Dataset items:
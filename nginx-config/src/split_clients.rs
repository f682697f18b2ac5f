//! Weighted traffic splitting between the backends of a rule.

use crate::common::safe_variable_name;
use crate::errors::Result;
use crate::generator::{ExecuteResult, HTTP_CONFIG_FILE};
use crate::http::{SplitClient, SplitClientDistribution};
use crate::templates::{self, Template};
use crate::upstreams::INVALID_BACKEND_REF;
use dataplane::{Backend, BackendGroup, Configuration};
use serde::Serialize;

pub(crate) const SPLIT_CLIENTS_TEMPLATE: Template = Template {
    name: "split_clients.conf",
    source: r#"{% for sc in split_clients %}
split_clients $request_id ${{ sc.variable_name }} {
{% for d in sc.distributions %}
{% if d.percent == "0.00" %}
    # {{ d.percent }}% {{ d.value }};
{% else %}
    {{ d.percent }}% {{ d.value }};
{% endif %}
{% endfor %}
}

{% endfor %}
"#,
};

#[derive(Serialize)]
struct SplitClients<'a> {
    split_clients: &'a [SplitClient],
}

pub(crate) fn execute_split_clients(conf: &Configuration) -> Result<Vec<ExecuteResult>> {
    let split_clients = create_split_clients(&conf.backend_groups);
    let rendered = templates::render(
        &SPLIT_CLIENTS_TEMPLATE,
        SplitClients {
            split_clients: &split_clients,
        },
    )?;

    Ok(vec![ExecuteResult::new(HTTP_CONFIG_FILE, rendered)])
}

fn create_split_clients(groups: &[BackendGroup]) -> Vec<SplitClient> {
    groups
        .iter()
        .filter_map(|group| {
            let distributions = create_split_client_distributions(group);
            if distributions.is_empty() {
                return None;
            }
            Some(SplitClient {
                variable_name: safe_variable_name(&group.name()),
                distributions,
            })
        })
        .collect()
}

fn create_split_client_distributions(group: &BackendGroup) -> Vec<SplitClientDistribution> {
    if !backend_group_needs_split(group) {
        return Vec::new();
    }

    let total_weight: i32 = group.backends.iter().map(|b| b.weight).sum();
    if total_weight == 0 {
        return vec![SplitClientDistribution {
            percent: "100".to_string(),
            value: INVALID_BACKEND_REF.to_string(),
        }];
    }

    let Some((last, rest)) = group.backends.split_last() else {
        return Vec::new();
    };

    let mut available = 100.0;
    let mut distributions = Vec::with_capacity(group.backends.len());
    for backend in rest {
        let percentage = percent_of(backend.weight, total_weight);
        available -= percentage;
        distributions.push(SplitClientDistribution {
            percent: format!("{percentage:.2}"),
            value: split_client_value(backend),
        });
    }

    // Whatever rounding left over goes to the last backend, so the total is
    // exactly 100.
    distributions.push(SplitClientDistribution {
        percent: format!("{available:.2}"),
        value: split_client_value(last),
    });

    distributions
}

fn split_client_value(backend: &Backend) -> String {
    if backend.valid {
        backend.upstream_name.clone()
    } else {
        INVALID_BACKEND_REF.to_string()
    }
}

/// Percentage of the total weight, rounded down to two decimals.
fn percent_of(weight: i32, total_weight: i32) -> f64 {
    let p = f64::from(weight) * 100.0 / f64::from(total_weight);
    (p * 100.0).floor() / 100.0
}

pub(crate) fn backend_group_needs_split(group: &BackendGroup) -> bool {
    group.backends.len() > 1
}

/// What a location proxies to for a backend group: the split variable when
/// traffic is split, otherwise the single upstream.
pub(crate) fn backend_group_name(group: &BackendGroup) -> String {
    match group.backends.as_slice() {
        [] => INVALID_BACKEND_REF.to_string(),
        [backend] => {
            if backend.weight <= 0 || !backend.valid {
                INVALID_BACKEND_REF.to_string()
            } else {
                backend.upstream_name.clone()
            }
        }
        _ => group.name(),
    }
}
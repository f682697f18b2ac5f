//! Render model of the http context. These types only exist to be fed to the
//! templates, so field names match what the templates read.

use crate::includes::Include;
use serde::Serialize;

/// An http `server` block.
#[derive(Clone, Debug, Default, Serialize, PartialEq)]
pub struct Server {
    pub ssl: Option<Ssl>,
    pub server_name: String,
    pub listen: String,
    pub locations: Vec<Location>,
    pub includes: Vec<Include>,
    /// Client address rewriting directives, filled in once `is_socket` is known.
    pub real_ip: Vec<String>,
    pub is_default_http: bool,
    pub is_default_ssl: bool,
    pub grpc: bool,
    pub is_socket: bool,
}

#[derive(Clone, Copy, Debug, Default, Serialize, PartialEq, Eq)]
#[serde(rename_all = "lowercase")]
pub enum LocationType {
    /// Proxies directly.
    #[default]
    External,
    /// Only reachable through a redirect from njs.
    Internal,
    /// Hands the request to njs, which picks an internal location.
    Redirect,
}

/// An http `location` block.
#[derive(Clone, Debug, Default, Serialize, PartialEq)]
pub struct Location {
    pub path: String,
    pub location_type: LocationType,
    pub proxy_pass: String,
    pub http_match_key: String,
    pub proxy_set_headers: Vec<Header>,
    pub proxy_ssl_verify: Option<ProxySslVerify>,
    pub return_value: Option<Return>,
    pub response_headers: ResponseHeaders,
    pub rewrites: Vec<String>,
    pub includes: Vec<Include>,
    pub grpc: bool,
}

#[derive(Clone, Debug, Default, Serialize, PartialEq, Eq)]
pub struct Header {
    pub name: String,
    pub value: String,
}

impl Header {
    pub(crate) fn new(name: &str, value: &str) -> Self {
        Header {
            name: name.to_string(),
            value: value.to_string(),
        }
    }
}

#[derive(Clone, Debug, Default, Serialize, PartialEq, Eq)]
pub struct ResponseHeaders {
    pub add: Vec<Header>,
    pub set: Vec<Header>,
    pub remove: Vec<String>,
}

#[derive(Clone, Debug, Default, Serialize, PartialEq, Eq)]
pub struct Return {
    pub code: u16,
    pub body: String,
}

impl Return {
    pub(crate) fn code(code: u16) -> Self {
        Return {
            code,
            body: String::new(),
        }
    }
}

#[derive(Clone, Debug, Default, Serialize, PartialEq, Eq)]
pub struct Ssl {
    pub certificate: String,
    pub certificate_key: String,
}

/// Verification of the TLS certificate served by the backend.
#[derive(Clone, Debug, Default, Serialize, PartialEq, Eq)]
pub struct ProxySslVerify {
    pub trusted_certificate: String,
    pub name: String,
}

#[derive(Clone, Debug, Default, Serialize, PartialEq, Eq)]
pub struct Upstream {
    pub name: String,
    /// Empty means no shared memory zone.
    pub zone_size: String,
    pub servers: Vec<UpstreamServer>,
    pub keep_alive: UpstreamKeepAlive,
}

#[derive(Clone, Debug, Default, Serialize, PartialEq, Eq)]
pub struct UpstreamServer {
    pub address: String,
}

#[derive(Clone, Debug, Default, Serialize, PartialEq, Eq)]
pub struct UpstreamKeepAlive {
    pub connections: Option<i32>,
    pub requests: Option<i32>,
    pub time: Option<String>,
    pub timeout: Option<String>,
}

impl UpstreamKeepAlive {
    pub fn enabled(&self) -> bool {
        self.connections.is_some_and(|c| c != 0)
            || self.requests.is_some_and(|r| r != 0)
            || self.time.as_deref().is_some_and(|t| !t.is_empty())
            || self.timeout.as_deref().is_some_and(|t| !t.is_empty())
    }
}

#[derive(Clone, Debug, Default, Serialize, PartialEq, Eq)]
pub struct SplitClient {
    pub variable_name: String,
    pub distributions: Vec<SplitClientDistribution>,
}

#[derive(Clone, Debug, Default, Serialize, PartialEq, Eq)]
pub struct SplitClientDistribution {
    pub percent: String,
    pub value: String,
}

/// A `map` block, shared by the http and stream contexts.
#[derive(Clone, Debug, Default, Serialize, PartialEq, Eq)]
pub struct Map {
    pub source: String,
    pub variable: String,
    pub parameters: Vec<MapParameter>,
    pub use_hostnames: bool,
}

#[derive(Clone, Debug, Default, Serialize, PartialEq, Eq)]
pub struct MapParameter {
    pub value: String,
    pub result: String,
}

impl MapParameter {
    pub(crate) fn new(value: impl Into<String>, result: impl Into<String>) -> Self {
        MapParameter {
            value: value.into(),
            result: result.into(),
        }
    }
}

[Task description]
Report each line in the data that holds the word "SplitClients".

[Response for this exercise]
struct SplitClients<'a> {
        SplitClients {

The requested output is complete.